### Work request
After locating "repository cb569506392cb003" in the listing below, copy that line and each one after it exactly, ending with the line that has "public API only.".

++++

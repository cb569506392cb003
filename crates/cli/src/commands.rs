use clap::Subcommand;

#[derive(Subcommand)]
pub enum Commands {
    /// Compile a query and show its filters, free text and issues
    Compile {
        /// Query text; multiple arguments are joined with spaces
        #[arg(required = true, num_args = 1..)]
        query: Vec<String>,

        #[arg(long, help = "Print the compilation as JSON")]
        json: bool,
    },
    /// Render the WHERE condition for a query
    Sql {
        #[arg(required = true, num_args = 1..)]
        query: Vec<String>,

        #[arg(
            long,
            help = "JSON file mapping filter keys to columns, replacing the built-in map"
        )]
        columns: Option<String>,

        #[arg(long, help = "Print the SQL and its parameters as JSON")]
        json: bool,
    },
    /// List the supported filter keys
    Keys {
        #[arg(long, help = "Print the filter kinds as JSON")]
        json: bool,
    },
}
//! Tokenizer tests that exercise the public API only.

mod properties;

++++

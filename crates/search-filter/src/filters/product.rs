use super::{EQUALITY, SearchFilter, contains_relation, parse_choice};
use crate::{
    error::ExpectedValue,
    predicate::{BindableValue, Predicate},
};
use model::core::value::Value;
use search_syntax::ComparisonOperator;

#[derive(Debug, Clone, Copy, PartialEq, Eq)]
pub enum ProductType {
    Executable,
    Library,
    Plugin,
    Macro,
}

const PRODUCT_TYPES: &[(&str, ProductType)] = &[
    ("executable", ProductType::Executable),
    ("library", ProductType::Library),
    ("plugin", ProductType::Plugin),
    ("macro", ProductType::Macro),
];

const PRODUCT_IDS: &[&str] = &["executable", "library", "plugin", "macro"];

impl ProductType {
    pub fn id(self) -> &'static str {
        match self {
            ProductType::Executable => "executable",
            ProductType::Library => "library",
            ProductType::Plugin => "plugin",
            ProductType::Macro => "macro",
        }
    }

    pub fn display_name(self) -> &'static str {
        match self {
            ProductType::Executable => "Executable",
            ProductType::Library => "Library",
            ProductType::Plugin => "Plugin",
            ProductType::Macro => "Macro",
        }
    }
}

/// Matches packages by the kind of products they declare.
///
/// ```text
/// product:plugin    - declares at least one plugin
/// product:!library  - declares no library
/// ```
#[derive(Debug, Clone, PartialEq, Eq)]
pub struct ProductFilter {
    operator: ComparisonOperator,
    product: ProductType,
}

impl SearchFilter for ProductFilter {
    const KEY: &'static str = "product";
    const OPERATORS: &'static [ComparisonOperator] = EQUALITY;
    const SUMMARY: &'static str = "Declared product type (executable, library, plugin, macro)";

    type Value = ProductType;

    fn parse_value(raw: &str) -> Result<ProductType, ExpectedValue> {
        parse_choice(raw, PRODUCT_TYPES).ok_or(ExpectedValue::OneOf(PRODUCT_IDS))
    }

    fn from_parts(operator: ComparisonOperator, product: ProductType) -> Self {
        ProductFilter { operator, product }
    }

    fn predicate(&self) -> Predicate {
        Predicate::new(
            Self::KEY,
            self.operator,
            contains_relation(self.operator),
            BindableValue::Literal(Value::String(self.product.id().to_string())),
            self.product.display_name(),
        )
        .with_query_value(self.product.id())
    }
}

++++

### Answer for this exercise
repository cb569506392cb003
filename crates/cli/src/commands.rs
use clap::Subcommand;

#[derive(Subcommand)]
pub enum Commands {
    /// Compile a query and show its filters, free text and issues
    Compile {
        /// Query text; multiple arguments are joined with spaces
        #[arg(required = true, num_args = 1..)]
        query: Vec<String>,

        #[arg(long, help = "Print the compilation as JSON")]
        json: bool,
    },
    /// Render the WHERE condition for a query
    Sql {
        #[arg(required = true, num_args = 1..)]
        query: Vec<String>,

        #[arg(
            long,
            help = "JSON file mapping filter keys to columns, replacing the built-in map"
        )]
        columns: Option<String>,

        #[arg(long, help = "Print the SQL and its parameters as JSON")]
        json: bool,
    },
    /// List the supported filter keys
    Keys {
        #[arg(long, help = "Print the filter kinds as JSON")]
        json: bool,
    },
}
//! Tokenizer tests that exercise the public API only.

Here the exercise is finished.